Their captor is unpredictable and extremely brutal in the punishment he gives out and her worst nightmares become reality
.Linna pursues all leads including one called Primus, another patient at the local hospital for those deemed mentally unstable, the hospital where Martin spends time and where Martin says he overheard a telephone conversation between Primus and Caesar. Following Primus takes Linna to the Eagle’s Nest, a gambling den of real brutality which breaks his younger, less experienced colleagues – they are lucky to get out alive. They witness a depravity which you and I cannot imagine, a delight in violence and degradation which is unnatural in any decent society and their experiences barely progress the case.

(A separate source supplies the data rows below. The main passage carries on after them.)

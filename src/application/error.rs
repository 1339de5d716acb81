use std::error::Error as StdError;

use axum::{
    http::StatusCode,
    response::{IntoResponse, Response},
};
use thiserror::Error;

use crate::{
    config::LoadError, domain::error::DomainError, infra::error::InfraError,
    presentation::views::RenderError,
};

/// Message shown to visitors for faults that carry no user-facing text.
pub const NON_RECOVERABLE_MESSAGE: &str = "A non-recoverable error occurred";

/// Collect the display text of an error and every error in its source chain.
pub fn error_chain(error: &dyn StdError) -> Vec<String> {
    let mut messages = vec![error.to_string()];
    let mut current = error.source();
    while let Some(inner) = current {
        messages.push(inner.to_string());
        current = inner.source();
    }
    messages
}

#[derive(Debug, Clone)]
pub struct ErrorReport {
    pub source: &'static str,
    pub status: StatusCode,
    pub messages: Vec<String>,
}

impl ErrorReport {
    pub fn from_error(source: &'static str, status: StatusCode, error: &dyn StdError) -> Self {
        Self {
            source,
            status,
            messages: error_chain(error),
        }
    }

    pub fn from_message(
        source: &'static str,
        status: StatusCode,
        message: impl Into<String>,
    ) -> Self {
        Self {
            source,
            status,
            messages: vec![message.into()],
        }
    }

    pub fn attach(self, response: &mut Response) {
        response.extensions_mut().insert(self);
    }
}

#[derive(Debug)]
pub struct HttpError {
    status: StatusCode,
    public_message: &'static str,
    report: ErrorReport,
}

impl HttpError {
    pub fn new(
        source: &'static str,
        status: StatusCode,
        public_message: &'static str,
        detail: impl Into<String>,
    ) -> Self {
        Self {
            status,
            public_message,
            report: ErrorReport::from_message(source, status, detail),
        }
    }

    pub fn from_error(
        source: &'static str,
        status: StatusCode,
        public_message: &'static str,
        error: &dyn StdError,
    ) -> Self {
        Self {
            status,
            public_message,
            report: ErrorReport::from_error(source, status, error),
        }
    }

    pub fn status(&self) -> StatusCode {
        self.status
    }
}

impl IntoResponse for HttpError {
    fn into_response(self) -> Response {
        let mut response = (self.status, self.public_message).into_response();
        self.report.attach(&mut response);
        response
    }
}

/// Faults caused by the request or the widget setup.
#[derive(Debug, Error)]
pub enum ClientError {
    #[error("Sub-widget \"{0}\" is not available")]
    UnknownSubWidget(String),
    #[error("{0}")]
    Rejected(String),
}

/// Faults raised by the frontend product controller.
#[derive(Debug, Error)]
pub enum ControllerError {
    #[error("{0}")]
    Rejected(String),
    #[error("product search failed: {0}")]
    Search(String),
    #[error(transparent)]
    Domain(#[from] DomainError),
}

/// Severity class of a fault; selects the translation catalog.
#[derive(Debug, Clone, Copy, PartialEq, Eq)]
pub enum FaultKind {
    Client,
    Controller,
    Domain,
    Unclassified,
}

impl FaultKind {
    pub fn catalog(self) -> &'static str {
        match self {
            FaultKind::Client | FaultKind::Unclassified => "client",
            FaultKind::Controller => "controller/frontend",
            FaultKind::Domain => "mshop",
        }
    }
}

/// Outcome of a failed composition, render or input-processing step.
#[derive(Debug, Error)]
pub enum FragmentFault {
    #[error(transparent)]
    Client(#[from] ClientError),
    #[error(transparent)]
    Controller(ControllerError),
    #[error(transparent)]
    Domain(#[from] DomainError),
    #[error("{context}")]
    Unclassified {
        context: String,
        #[source]
        source: Box<dyn StdError + Send + Sync>,
    },
}

impl FragmentFault {
    pub fn unclassified(
        context: impl Into<String>,
        source: impl Into<Box<dyn StdError + Send + Sync>>,
    ) -> Self {
        Self::Unclassified {
            context: context.into(),
            source: source.into(),
        }
    }

    pub fn kind(&self) -> FaultKind {
        match self {
            FragmentFault::Client(_) => FaultKind::Client,
            FragmentFault::Controller(_) => FaultKind::Controller,
            FragmentFault::Domain(_) => FaultKind::Domain,
            FragmentFault::Unclassified { .. } => FaultKind::Unclassified,
        }
    }

    /// Untranslated message shown to the visitor.
    pub fn user_message(&self) -> String {
        match self {
            FragmentFault::Unclassified { .. } => NON_RECOVERABLE_MESSAGE.to_string(),
            other => other.to_string(),
        }
    }
}

impl From<ControllerError> for FragmentFault {
    fn from(error: ControllerError) -> Self {
        match error {
            ControllerError::Domain(inner) => FragmentFault::Domain(inner),
            other => FragmentFault::Controller(other),
        }
    }
}

impl From<RenderError> for FragmentFault {
    fn from(error: RenderError) -> Self {
        FragmentFault::unclassified("template rendering failed", error)
    }
}

#[derive(Debug, Error)]
pub enum AppError {
    #[error(transparent)]
    Infra(#[from] InfraError),
    #[error("failed to load configuration: {0}")]
    Config(#[from] LoadError),
    #[error("unexpected error: {0}")]
    Unexpected(String),
}

impl AppError {
    pub fn unexpected(message: impl Into<String>) -> Self {
        Self::Unexpected(message.into())
    }
}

Although there are many characters with whom the reader feels an emotional attachment, the novel is essentially plot-driven and action-filled but it also explores mental illness. I’m not talking about mental health and stress brought on by everyday living but real mental illness brought about by trauma, mental illness which is so deep rooted that even the so-called experts can get it wrong, no matter how hard they try. There are several graphic and disturbing scenes and the antagonist’s deranged actions have a terrifying realism. The tools of a civilised society are not always sufficient to overcome real evil - evil which is too clever to be cured. By the end, I definitely identified shades of Jekyll and Hyde and Martin’s actions were noble and selfless.

Interestingly, Lars Kepler is not one writer but two, a husband and wife team, both authors, independent of each other but who found new insight when they combined their talents. I wouldn’t choose to read this every day but I was forced to finish it once I’d started because of the need to know and understand all that went on. A powerful and dramatic narrative.